水槽のある席だった。小さい魚、可愛かった。

 最近、わたしは昼も夜もほとんどが自炊。だけど、たまに外食するなら、こういうお店に行かなきゃいけないなぁと改めて決意した。

 もちろん、そんな風にいろいろ考えしまったのは、食後、歩き始めると予想外にお腹が重く、腹ごなしに国分寺の街をブラブラしたから。足を動かすと、つい、あれこれと難しいことが頭に浮かんできてしまう。

 戦争のこと。政治のこと。経済のこと。あれやこれやと思案した。もちろん、合間に、夕飯はどうしようかなぁとか、呪術廻戦の最新話を読まなくちゃとか、くだらないことも考えながら。

 気づけば、東京経済大学の前に立っていた。

「うわっ」

 思わず、独りごちてしまった。

 むかし、わたしはここに来たことがあった。そして、それはとても嫌な記憶と結びついていた。

 まさか、こんな形で再会することになろうとは……。

 中二の冬。わたしは生まれて初めて模試を受けることにした。まわりは誰も受けていなかったけれど、人一倍、受験に前のめりだったので、中三を対象とした駿台模試に申し込んだのだ。

 その会場に指定されたのが東京経済大学だった。

 試験日の朝。寝坊するんじゃないかと緊張するも、必要以上に早起きし、エネルギーを補給しなきゃと朝ごはんをたくさん食べた。お昼用のおにぎりはコンビニで買った。電車で一人、国分寺へ向かった。

 片道四十分。乗り換え一回。別に大した移動ではないが、当時、自転車で行ける範囲にしか生息していなかった十四歳のわたしにとって、けっこうな遠出に感じられた。

 ガタンゴトン。揺れる車内でわたしの情緒は乱れに乱れた。試験、うまくいったらいいなぁ。中二で成績優秀者の名前に載ったら伝説になるんじゃないかなぁ。でも、そんな甘くはないよなぁ。ああ、全科目ゼロ点だったらどうしよう。

 やがて、国分寺駅に到着し、家で印刷してきた地図を片手に会場を目指した。他の受験生の動きについていけばなんとかなるだろうと思っていたが、あたりに中学生らしき人影はなく、やや不安になった。

 余裕を持って来たけれど、さすがに早過ぎたかなぁ。でも、まあ、遠足じゃないんだし、みんな、友だちとワイワイやって来たりはしないはず。そんな風に自分を励まし、テクテク進んだ。

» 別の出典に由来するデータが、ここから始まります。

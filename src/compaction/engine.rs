use tokio_util::sync::CancellationToken;

use super::cut::prepare_compaction;
use super::summarize::Summarizer;
use super::{estimate_session_tokens, estimate_text_tokens, should_compact};
use crate::config::CompactionSettings;
use crate::error::{Result, StrandError};
use crate::session::context::wrap_compaction_summary;
use crate::session::{CompactionRecord, EntryId, EntryPayload, SharedSession};

/// What a compaction appended.
#[derive(Debug, Clone, PartialEq)]
pub struct CompactionResult {
    pub entry_id: EntryId,
    pub record: CompactionRecord,
    pub split_turn: bool,
    pub summarized_messages: usize,
}

/// Decides when to compact a session and performs the compaction.
#[derive(Debug, Clone)]
pub struct CompactionEngine {
    summarizer: Summarizer,
    settings: CompactionSettings,
    context_window: usize,
}

impl CompactionEngine {
    pub fn new(summarizer: Summarizer, settings: CompactionSettings, context_window: usize) -> Self {
        Self {
            summarizer,
            settings,
            context_window,
        }
    }

    pub fn settings(&self) -> &CompactionSettings {
        &self.settings
    }

    pub fn context_window(&self) -> usize {
        self.context_window
    }

    /// Estimated size of the context materialized at `leaf_id`.
    pub async fn context_tokens(
        &self,
        session: &SharedSession,
        leaf_id: Option<&str>,
    ) -> Result<usize> {
        let tree = session.read().await;
        Ok(estimate_session_tokens(&tree.build_context(leaf_id)?))
    }

    pub async fn needs_compaction(
        &self,
        session: &SharedSession,
        leaf_id: Option<&str>,
    ) -> Result<bool> {
        let tokens = self.context_tokens(session, leaf_id).await?;
        Ok(should_compact(tokens, self.context_window, &self.settings))
    }

    /// Compact the path to `leaf_id` (the current leaf when `None`).
    ///
    /// Without `force`, nothing happens unless the context is over budget.
    /// Returns `None` when nothing was appended: under budget, or no part of
    /// the history can be discarded.
    ///
    /// The session is only read-locked while preparing and write-locked while
    /// appending; the summarization call runs with no lock held.
    pub async fn compact(
        &self,
        session: &SharedSession,
        leaf_id: Option<&str>,
        cancel: &CancellationToken,
        force: bool,
    ) -> Result<Option<CompactionResult>> {
        if cancel.is_cancelled() {
            return Err(StrandError::Aborted);
        }

        let preparation = {
            let tree = session.read().await;
            if !force {
                let tokens = estimate_session_tokens(&tree.build_context(leaf_id)?);
                if !should_compact(tokens, self.context_window, &self.settings) {
                    return Ok(None);
                }
            }
            prepare_compaction(&tree, leaf_id, self.settings.keep_recent_tokens)?
        };
        let Some(preparation) = preparation else {
            tracing::debug!("compaction found no history to discard");
            return Ok(None);
        };

        let summary = self.summarizer.summarize(&preparation, cancel).await?;
        if cancel.is_cancelled() {
            return Err(StrandError::Aborted);
        }

        let details = (!preparation.file_ops.is_empty()).then(|| preparation.file_ops.to_details());
        let summary_tokens = estimate_text_tokens(&wrap_compaction_summary(&summary)) + 4;
        let record = CompactionRecord {
            tokens_after: summary_tokens + preparation.kept_tokens,
            summary,
            first_kept_entry_id: preparation.first_kept_entry_id.clone(),
            tokens_before: preparation.tokens_before,
            details,
        };

        let entry_id = {
            let mut tree = session.write().await;
            tree.append_with_parent(
                EntryPayload::CompactionSummary(record.clone()),
                Some(&preparation.leaf_id),
            )?
        };

        tracing::info!(
            entry_id = %entry_id,
            first_kept_entry_id = %record.first_kept_entry_id,
            tokens_before = record.tokens_before,
            tokens_after = record.tokens_after,
            split_turn = preparation.split_turn,
            "compacted session history"
        );

        Ok(Some(CompactionResult {
            entry_id,
            record,
            split_turn: preparation.split_turn,
            summarized_messages: preparation.messages_to_summarize.len()
                + preparation.turn_prefix_messages.len(),
        }))
    }
}
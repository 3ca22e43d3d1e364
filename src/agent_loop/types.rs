//! Shared types for agent loop runs.

use chrono::{DateTime, Utc};
use serde::{Deserialize, Serialize};
use strum::{Display, EnumString};
use uuid::Uuid;

use crate::error::ErrorKind;
use crate::session::EntryId;
use crate::types::Message;

/// Unique identifier for a run.
pub type RunId = Uuid;

/// Observable position of a run in the loop state machine.
#[derive(
    Debug, Clone, Copy, Default, PartialEq, Eq, Serialize, Deserialize, Display, EnumString,
)]
#[serde(rename_all = "snake_case")]
#[strum(serialize_all = "snake_case")]
pub enum LoopState {
    #[default]
    Idle,
    Streaming,
    ExecutingTools,
    AwaitingSteering,
    Done,
    Aborted,
    Error,
}

impl LoopState {
    pub fn is_terminal(self) -> bool {
        matches!(self, Self::Done | Self::Aborted | Self::Error)
    }
}

/// How a run ended.
#[derive(
    Debug, Clone, Copy, PartialEq, Eq, Serialize, Deserialize, Display, EnumString,
)]
#[serde(rename_all = "snake_case")]
#[strum(serialize_all = "snake_case")]
pub enum TerminalState {
    Done,
    Aborted,
    Error,
}

impl From<TerminalState> for LoopState {
    fn from(state: TerminalState) -> Self {
        match state {
            TerminalState::Done => Self::Done,
            TerminalState::Aborted => Self::Aborted,
            TerminalState::Error => Self::Error,
        }
    }
}

/// Final result of a run.
///
/// `messages` is the context materialized at `leaf_id` when the run ended, so a
/// failed run can be inspected or resumed from the same point.
#[derive(Debug, Clone, PartialEq, Serialize, Deserialize)]
pub struct RunOutcome {
    pub run_id: RunId,
    pub state: TerminalState,
    pub error: Option<String>,
    pub error_kind: Option<ErrorKind>,
    pub leaf_id: Option<EntryId>,
    pub messages: Vec<Message>,
    pub finished_at: DateTime<Utc>,
}

impl RunOutcome {
    pub fn is_done(&self) -> bool {
        self.state == TerminalState::Done
    }

    /// Outcome for a run whose task went away without reporting.
    pub(crate) fn lost(run_id: RunId) -> Self {
        Self {
            run_id,
            state: TerminalState::Error,
            error: Some("run task ended without a result".to_string()),
            error_kind: Some(ErrorKind::Fatal),
            leaf_id: None,
            messages: Vec::new(),
            finished_at: Utc::now(),
        }
    }
}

 ところが、東京経済大学の正門前に着いてみても、ガランと寂しく、ひとっこひとり見当たらなかった。

「あれ……。ウソでしょ……」

 怖くなった。会場を間違えてしまったんじゃないか、と。

 狼狽えるわたしに警備員のおじさんが声をかけてくれた。

「どうしたんですか?」

「すみません、駿台模試を受けに来たんですけど、ここでやってないんですか?」

「駿台模試ならここでやってたよ」

「……やってた?」

「先週の話でしょ」

 生まれて初めて、茫然自失を味わった。

 勉強に一生懸命な自分がこんなバカな失敗をするなんて。あまりに恥ずかしく、どうしていいかわからなくなった。

 誰かに受けろと命令されたわけでなく、勝手にネットで申し込み、支払い情報を母親に渡し、


「大事な模試だから、絶対、払い込み忘れないでよ!」

 と、強めに言っていた手前、このまま真っ直ぐ帰宅する気にはなれなかった。この惨めな事態について、どう説明したらいいのか、さすがにちょっと難し過ぎた。

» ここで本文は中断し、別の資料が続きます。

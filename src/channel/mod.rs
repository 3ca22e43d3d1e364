//! Ordered event delivery with a separately awaitable final result.
//!
//! [`event_channel`] returns three halves:
//! - [`EventSender`] pushes events and eventually ends the channel with one
//!   terminal event plus the final result
//! - [`EventStream`] yields events in push order and finishes after the terminal one
//! - [`EventResult`] resolves with the final result, independently of whether
//!   anyone drains the stream
//!
//! Events are buffered without bound, so a slow consumer never stalls the producer.

use std::pin::Pin;
use std::sync::{Arc, Mutex, MutexGuard};
use std::task::{Context, Poll};

use futures::Stream;
use tokio::sync::{mpsc, oneshot};
use tokio_stream::wrappers::UnboundedReceiverStream;

use crate::error::{Result, StrandError};

struct ChannelState<E, R> {
    events: Option<mpsc::UnboundedSender<E>>,
    result: Option<oneshot::Sender<R>>,
}

/// Producer half. Clones share one queue.
pub struct EventSender<E, R> {
    state: Arc<Mutex<ChannelState<E, R>>>,
}

impl<E, R> Clone for EventSender<E, R> {
    fn clone(&self) -> Self {
        Self {
            state: self.state.clone(),
        }
    }
}

/// Consumer half: a FIFO stream of events.
pub struct EventStream<E> {
    inner: UnboundedReceiverStream<E>,
}

/// Final-result half.
pub struct EventResult<R> {
    rx: oneshot::Receiver<R>,
}

/// Create a connected sender, stream, and result.
pub fn event_channel<E, R>() -> (EventSender<E, R>, EventStream<E>, EventResult<R>) {
    let (events_tx, events_rx) = mpsc::unbounded_channel();
    let (result_tx, result_rx) = oneshot::channel();
    (
        EventSender {
            state: Arc::new(Mutex::new(ChannelState {
                events: Some(events_tx),
                result: Some(result_tx),
            })),
        },
        EventStream {
            inner: UnboundedReceiverStream::new(events_rx),
        },
        EventResult { rx: result_rx },
    )
}

impl<E, R> EventSender<E, R> {
    fn lock(&self) -> MutexGuard<'_, ChannelState<E, R>> {
        self.state.lock().unwrap_or_else(|poisoned| poisoned.into_inner())
    }

    /// Push one event.
    ///
    /// Fails with [`StrandError::ChannelClosed`] once [`end`](Self::end) has run.
    /// A consumer that dropped its stream is not an error; the event is discarded.
    pub fn push(&self, event: E) -> Result<()> {
        let state = self.lock();
        let Some(events) = state.events.as_ref() else {
            return Err(StrandError::ChannelClosed);
        };
        let _ = events.send(event);
        Ok(())
    }

    /// Push the terminal event, close the stream and resolve the final result.
    pub fn end(&self, terminal: E, result: R) -> Result<()> {
        let mut state = self.lock();
        let (Some(events), Some(result_tx)) = (state.events.take(), state.result.take()) else {
            return Err(StrandError::ChannelClosed);
        };
        let _ = events.send(terminal);
        drop(events);
        let _ = result_tx.send(result);
        Ok(())
    }

    pub fn is_closed(&self) -> bool {
        self.lock().events.is_none()
    }
}

impl<E> Stream for EventStream<E> {
    type Item = E;

    fn poll_next(mut self: Pin<&mut Self>, cx: &mut Context<'_>) -> Poll<Option<E>> {
        Pin::new(&mut self.inner).poll_next(cx)
    }
}

impl<R> EventResult<R> {
    /// Wait for the final result.
    ///
    /// Fails with [`StrandError::ChannelClosed`] if every sender was dropped
    /// without calling `end`.
    pub async fn wait(self) -> Result<R> {
        self.rx.await.map_err(|_| StrandError::ChannelClosed)
    }
}

#[cfg(test)]
mod tests {
    use super::*;
    use futures::StreamExt;
    use pretty_assertions::assert_eq;

    #[tokio::test]
    async fn buffers_events_until_pulled_in_order() {
        let (tx, stream, result) = event_channel::<u32, &'static str>();
        tx.push(1).unwrap();
        tx.push(2).unwrap();
        tx.end(3, "done").unwrap();

        let events: Vec<u32> = stream.collect().await;
        assert_eq!(events, vec![1, 2, 3]);
        assert_eq!(result.wait().await.unwrap(), "done");
    }

    #[tokio::test]
    async fn delivers_to_waiting_consumer() {
        let (tx, mut stream, _result) = event_channel::<u32, ()>();
        let consumer = tokio::spawn(async move { stream.next().await });
        tokio::task::yield_now().await;
        tx.push(7).unwrap();
        assert_eq!(consumer.await.unwrap(), Some(7));
    }

    #[tokio::test]
    async fn push_after_end_is_an_error() {
        let (tx, _stream, _result) = event_channel::<u32, ()>();
        let clone = tx.clone();
        tx.end(0, ()).unwrap();

        assert!(matches!(clone.push(1), Err(StrandError::ChannelClosed)));
        assert!(matches!(tx.end(2, ()), Err(StrandError::ChannelClosed)));
        assert!(tx.is_closed());
    }

    #[tokio::test]
    async fn result_resolves_without_draining_stream() {
        let (tx, stream, result) = event_channel::<u32, u32>();
        tx.push(1).unwrap();
        tx.end(2, 42).unwrap();
        assert_eq!(result.wait().await.unwrap(), 42);
        drop(stream);
    }

    #[tokio::test]
    async fn dropping_all_senders_fails_the_result() {
        let (tx, stream, result) = event_channel::<u32, u32>();
        tx.push(1).unwrap();
        drop(tx);
        let events: Vec<u32> = stream.collect().await;
        assert_eq!(events, vec![1]);
        assert!(matches!(result.wait().await, Err(StrandError::ChannelClosed)));
    }

    #[tokio::test]
    async fn push_succeeds_after_consumer_dropped() {
        let (tx, stream, result) = event_channel::<u32, u32>();
        drop(stream);
        tx.push(1).unwrap();
        tx.end(2, 5).unwrap();
        assert_eq!(result.wait().await.unwrap(), 5);
    }
}
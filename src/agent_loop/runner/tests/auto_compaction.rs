use super::*;
use pretty_assertions::assert_eq;

use crate::config::CompactionSettings;
use crate::error::ErrorKind;
use crate::provider::scripted::ScriptedModel;
use crate::session::context::unwrap_compaction_summary;
use crate::session::{shared, EntryPayload, SessionTree};
use crate::types::AssistantMessage;

use super::super::super::events::CompactionReason;

/// Five alternating 18-token messages.
fn long_session() -> SharedSession {
    let text = "x".repeat(56);
    let mut tree = SessionTree::in_memory();
    for index in 0..5 {
        let message = if index % 2 == 0 {
            Message::user(text.clone())
        } else {
            AssistantMessage::text_only(text.clone()).into()
        };
        tree.append(EntryPayload::message(message)).unwrap();
    }
    shared(tree)
}

fn compaction_config(context_window: usize) -> LoopConfig {
    LoopConfig {
        context_window: Some(context_window),
        compaction: CompactionSettings {
            enabled: true,
            reserve_tokens: 20,
            keep_recent_tokens: 50,
        },
        ..LoopConfig::default()
    }
}

fn overflow_error() -> StrandError {
    StrandError::provider("prompt is too long: 250000 tokens > 200000 maximum", Some(400))
}

fn compaction_reasons(events: &EventLog) -> Vec<(CompactionReason, bool)> {
    events
        .lock()
        .unwrap()
        .iter()
        .filter_map(|event| match event {
            AgentEvent::CompactionEnd {
                reason, entry_id, ..
            } => Some((*reason, entry_id.is_some())),
            _ => None,
        })
        .collect()
}

#[tokio::test]
async fn over_budget_context_is_compacted_before_the_turn() {
    let model = Arc::new(ScriptedModel::new());
    model.push_text("user asked for x twice").push_text("done");
    let (sink, events) = capture_agent_events();

    let request = RunRequest::new(long_session(), vec![Message::user("keep going")])
        .with_config(compaction_config(100))
        .with_event_sink(sink);
    let outcome = test_loop(&model).start(request).expect("start run").wait().await;

    assert!(outcome.is_done(), "{:?}", outcome.error);
    assert_eq!(
        compaction_reasons(&events),
        vec![(CompactionReason::Threshold, true)]
    );

    let requests = model.requests();
    assert_eq!(requests.len(), 2);
    // The first request is the summarization call.
    assert_eq!(requests[0].messages.len(), 1);
    let turn = &requests[1];
    assert_eq!(
        unwrap_compaction_summary(&turn.messages[0].text()),
        Some("user asked for x twice")
    );
    assert_eq!(turn.messages.len(), 5);
    assert_eq!(outcome.messages.len(), 6);
}

#[tokio::test]
async fn context_overflow_compacts_and_reissues_the_turn() {
    let model = Arc::new(ScriptedModel::new());
    model
        .push_error(overflow_error())
        .push_text("summary of the early exchange")
        .push_text("fits now");
    let (sink, events) = capture_agent_events();

    // A large window keeps the threshold check quiet; only the model's rejection triggers compaction.
    let request = RunRequest::new(long_session(), vec![Message::user("keep going")])
        .with_config(compaction_config(100_000))
        .with_event_sink(sink);
    let outcome = test_loop(&model).start(request).expect("start run").wait().await;

    assert!(outcome.is_done(), "{:?}", outcome.error);
    assert_eq!(
        compaction_reasons(&events),
        vec![(CompactionReason::Overflow, true)]
    );
    assert_eq!(
        count_events(&events, |event| matches!(event, AgentEvent::RetryScheduled { .. })),
        0
    );

    let requests = model.requests();
    assert_eq!(requests.len(), 3);
    assert_eq!(requests[0].messages.len(), 6);
    assert_eq!(requests[2].messages.len(), 5);
    assert_eq!(
        outcome.messages.last().map(Message::text).as_deref(),
        Some("fits now")
    );
}

#[tokio::test]
async fn overflow_with_nothing_to_compact_fails() {
    let model = Arc::new(ScriptedModel::new());
    model.push_error(overflow_error());

    let request = RunRequest::new(empty_session(), vec![Message::user("huge prompt")])
        .with_config(compaction_config(100_000));
    let outcome = test_loop(&model).start(request).expect("start run").wait().await;

    assert_eq!(outcome.state, TerminalState::Error);
    assert_eq!(outcome.error_kind, Some(ErrorKind::ContextOverflow));
    assert!(outcome
        .error
        .as_deref()
        .is_some_and(|error| error.contains("no history left to compact")));
}

#[tokio::test]
async fn overflow_with_compaction_disabled_fails_immediately() {
    let model = Arc::new(ScriptedModel::new());
    model.push_error(overflow_error());
    let mut config = compaction_config(100_000);
    config.compaction.enabled = false;

    let request = RunRequest::new(long_session(), vec![Message::user("keep going")])
        .with_config(config);
    let outcome = test_loop(&model).start(request).expect("start run").wait().await;

    assert_eq!(outcome.state, TerminalState::Error);
    assert_eq!(outcome.error_kind, Some(ErrorKind::ContextOverflow));
    assert_eq!(model.requests().len(), 1);
    // History is preserved: five seeded entries, the prompt and the failed turn.
    assert_eq!(outcome.messages.len(), 7);
}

 結局、国分寺の街を夕方までブラブラした。いま、パンパンなお腹をどうにかするため、当てもなく彷徨い続ける三十歳のわたしみたいに。

 あのときは冷たいおにぎりを食べた。悔しくて、悲しくて、静かに涙を流したものだ。もし、メランツァーネを知っていれば、ナスとアンチョビのパスタを食べて、元気を出せていたのかもしれない。

 忘れようとしてきた嫌な記憶だったのに、うっかり思い出してしまった。ただ、なぜか、それはそれでいい経験だったなぁと面白く感じられた。

 たぶん、きっと、たっぷりの野菜で心も身体も健康になったからだ。